## LISTED ENTRIES
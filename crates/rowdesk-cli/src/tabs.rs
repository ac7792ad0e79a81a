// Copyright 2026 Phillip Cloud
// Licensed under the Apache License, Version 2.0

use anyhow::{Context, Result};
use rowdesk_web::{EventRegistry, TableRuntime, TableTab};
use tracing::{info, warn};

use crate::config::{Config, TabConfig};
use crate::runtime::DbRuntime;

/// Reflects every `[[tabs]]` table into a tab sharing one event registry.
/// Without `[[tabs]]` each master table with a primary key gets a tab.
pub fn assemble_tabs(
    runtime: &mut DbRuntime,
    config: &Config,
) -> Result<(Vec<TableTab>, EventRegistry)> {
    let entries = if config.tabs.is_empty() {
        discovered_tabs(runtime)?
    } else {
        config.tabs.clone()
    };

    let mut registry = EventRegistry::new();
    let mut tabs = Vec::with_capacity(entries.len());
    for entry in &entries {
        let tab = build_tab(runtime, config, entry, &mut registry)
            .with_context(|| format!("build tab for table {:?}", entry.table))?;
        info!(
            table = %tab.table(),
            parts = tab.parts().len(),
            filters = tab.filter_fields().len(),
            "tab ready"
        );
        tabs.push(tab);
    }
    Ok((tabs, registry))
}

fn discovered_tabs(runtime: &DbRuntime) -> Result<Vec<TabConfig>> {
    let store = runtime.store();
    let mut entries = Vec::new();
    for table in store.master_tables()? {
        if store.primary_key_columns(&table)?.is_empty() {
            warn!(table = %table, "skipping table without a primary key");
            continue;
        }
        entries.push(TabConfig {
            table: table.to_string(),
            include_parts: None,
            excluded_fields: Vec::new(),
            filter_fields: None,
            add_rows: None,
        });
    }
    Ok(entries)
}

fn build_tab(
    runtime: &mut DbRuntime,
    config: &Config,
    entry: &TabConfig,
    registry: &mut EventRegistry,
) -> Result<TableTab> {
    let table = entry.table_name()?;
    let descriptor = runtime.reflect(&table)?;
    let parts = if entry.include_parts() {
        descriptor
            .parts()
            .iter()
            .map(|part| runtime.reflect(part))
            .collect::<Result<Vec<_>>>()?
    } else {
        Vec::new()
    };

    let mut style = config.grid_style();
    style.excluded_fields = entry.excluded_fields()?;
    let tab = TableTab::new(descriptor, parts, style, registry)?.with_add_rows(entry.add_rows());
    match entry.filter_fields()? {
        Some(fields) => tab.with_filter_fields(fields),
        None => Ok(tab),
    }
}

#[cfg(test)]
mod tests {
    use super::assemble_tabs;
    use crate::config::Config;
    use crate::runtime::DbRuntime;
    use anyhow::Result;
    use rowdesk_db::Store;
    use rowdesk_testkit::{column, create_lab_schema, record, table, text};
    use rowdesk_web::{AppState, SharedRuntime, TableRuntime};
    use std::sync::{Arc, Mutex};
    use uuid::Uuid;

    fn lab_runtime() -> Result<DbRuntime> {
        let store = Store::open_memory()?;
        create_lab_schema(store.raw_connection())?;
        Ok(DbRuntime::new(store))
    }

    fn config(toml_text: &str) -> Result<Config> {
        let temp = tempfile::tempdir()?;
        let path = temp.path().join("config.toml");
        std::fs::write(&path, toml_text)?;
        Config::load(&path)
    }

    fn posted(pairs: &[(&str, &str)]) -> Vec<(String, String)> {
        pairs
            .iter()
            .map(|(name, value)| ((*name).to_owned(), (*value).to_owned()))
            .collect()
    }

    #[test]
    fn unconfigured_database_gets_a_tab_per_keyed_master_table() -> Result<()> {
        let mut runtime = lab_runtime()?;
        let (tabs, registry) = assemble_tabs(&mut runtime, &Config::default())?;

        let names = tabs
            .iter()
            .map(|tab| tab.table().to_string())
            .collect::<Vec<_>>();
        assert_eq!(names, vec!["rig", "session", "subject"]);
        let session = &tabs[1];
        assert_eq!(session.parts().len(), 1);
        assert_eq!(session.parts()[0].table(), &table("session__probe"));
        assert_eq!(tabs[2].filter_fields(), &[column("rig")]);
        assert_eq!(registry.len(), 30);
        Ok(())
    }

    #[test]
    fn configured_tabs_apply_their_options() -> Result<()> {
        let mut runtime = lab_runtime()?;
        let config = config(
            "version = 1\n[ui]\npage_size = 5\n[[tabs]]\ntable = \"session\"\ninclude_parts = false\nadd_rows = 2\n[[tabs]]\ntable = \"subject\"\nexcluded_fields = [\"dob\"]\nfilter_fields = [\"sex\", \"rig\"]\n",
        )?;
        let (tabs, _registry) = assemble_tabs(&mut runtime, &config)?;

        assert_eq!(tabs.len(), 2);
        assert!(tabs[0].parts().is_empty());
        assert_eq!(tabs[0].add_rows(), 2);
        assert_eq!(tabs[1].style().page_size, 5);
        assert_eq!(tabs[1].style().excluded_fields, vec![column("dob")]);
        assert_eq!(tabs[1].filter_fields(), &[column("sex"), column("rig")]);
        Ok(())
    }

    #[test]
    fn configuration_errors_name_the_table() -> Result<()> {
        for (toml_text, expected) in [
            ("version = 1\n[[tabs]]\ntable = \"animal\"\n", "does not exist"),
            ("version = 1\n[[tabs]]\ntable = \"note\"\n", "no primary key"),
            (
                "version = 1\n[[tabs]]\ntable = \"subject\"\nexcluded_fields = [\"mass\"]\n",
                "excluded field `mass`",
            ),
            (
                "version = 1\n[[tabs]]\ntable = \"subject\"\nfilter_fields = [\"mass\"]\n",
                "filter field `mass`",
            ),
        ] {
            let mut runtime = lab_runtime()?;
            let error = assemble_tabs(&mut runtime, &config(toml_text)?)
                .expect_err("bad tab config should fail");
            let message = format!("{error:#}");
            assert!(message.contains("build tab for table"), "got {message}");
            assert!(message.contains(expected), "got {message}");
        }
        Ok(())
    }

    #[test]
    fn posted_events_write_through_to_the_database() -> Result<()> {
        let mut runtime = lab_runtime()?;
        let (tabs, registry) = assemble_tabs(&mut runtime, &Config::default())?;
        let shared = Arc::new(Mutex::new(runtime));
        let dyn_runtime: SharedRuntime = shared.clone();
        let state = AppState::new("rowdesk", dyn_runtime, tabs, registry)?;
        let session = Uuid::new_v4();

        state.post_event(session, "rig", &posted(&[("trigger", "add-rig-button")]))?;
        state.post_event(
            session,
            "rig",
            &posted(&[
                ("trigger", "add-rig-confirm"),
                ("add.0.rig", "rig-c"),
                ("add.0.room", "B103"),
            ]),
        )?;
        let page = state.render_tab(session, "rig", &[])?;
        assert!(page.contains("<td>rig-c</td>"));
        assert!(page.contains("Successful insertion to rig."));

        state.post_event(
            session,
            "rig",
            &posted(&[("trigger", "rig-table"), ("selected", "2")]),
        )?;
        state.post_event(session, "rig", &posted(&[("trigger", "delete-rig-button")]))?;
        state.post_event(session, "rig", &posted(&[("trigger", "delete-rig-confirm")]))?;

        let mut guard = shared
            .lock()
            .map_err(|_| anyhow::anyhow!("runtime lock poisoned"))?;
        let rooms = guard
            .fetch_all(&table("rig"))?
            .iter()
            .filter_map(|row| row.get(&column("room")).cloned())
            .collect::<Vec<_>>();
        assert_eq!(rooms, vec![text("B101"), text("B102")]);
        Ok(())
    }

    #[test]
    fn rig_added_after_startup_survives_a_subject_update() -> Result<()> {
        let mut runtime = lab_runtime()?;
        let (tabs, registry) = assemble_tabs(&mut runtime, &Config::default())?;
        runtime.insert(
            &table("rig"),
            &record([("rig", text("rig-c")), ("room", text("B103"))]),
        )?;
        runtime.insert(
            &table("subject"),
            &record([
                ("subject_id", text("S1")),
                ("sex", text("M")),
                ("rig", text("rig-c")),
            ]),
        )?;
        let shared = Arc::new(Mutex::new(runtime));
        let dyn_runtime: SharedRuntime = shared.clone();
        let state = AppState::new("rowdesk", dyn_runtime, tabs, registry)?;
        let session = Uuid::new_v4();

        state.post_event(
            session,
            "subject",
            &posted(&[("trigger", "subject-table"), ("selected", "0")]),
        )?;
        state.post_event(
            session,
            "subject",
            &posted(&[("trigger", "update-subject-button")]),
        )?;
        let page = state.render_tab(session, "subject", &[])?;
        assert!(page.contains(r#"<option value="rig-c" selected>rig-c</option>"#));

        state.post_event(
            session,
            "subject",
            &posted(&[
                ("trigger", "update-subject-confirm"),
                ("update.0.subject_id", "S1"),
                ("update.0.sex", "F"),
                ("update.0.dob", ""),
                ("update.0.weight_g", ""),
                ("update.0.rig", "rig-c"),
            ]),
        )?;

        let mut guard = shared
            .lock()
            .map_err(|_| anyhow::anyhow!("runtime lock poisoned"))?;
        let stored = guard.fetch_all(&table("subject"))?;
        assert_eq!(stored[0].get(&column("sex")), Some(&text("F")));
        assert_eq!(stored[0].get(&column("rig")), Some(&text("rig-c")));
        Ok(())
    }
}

## ACTIVITY
Across the records above, return every line that contains the word "names".

## WRITTEN SOLUTION
        let names = tabs
        assert_eq!(names, vec!["rig", "session", "subject"]);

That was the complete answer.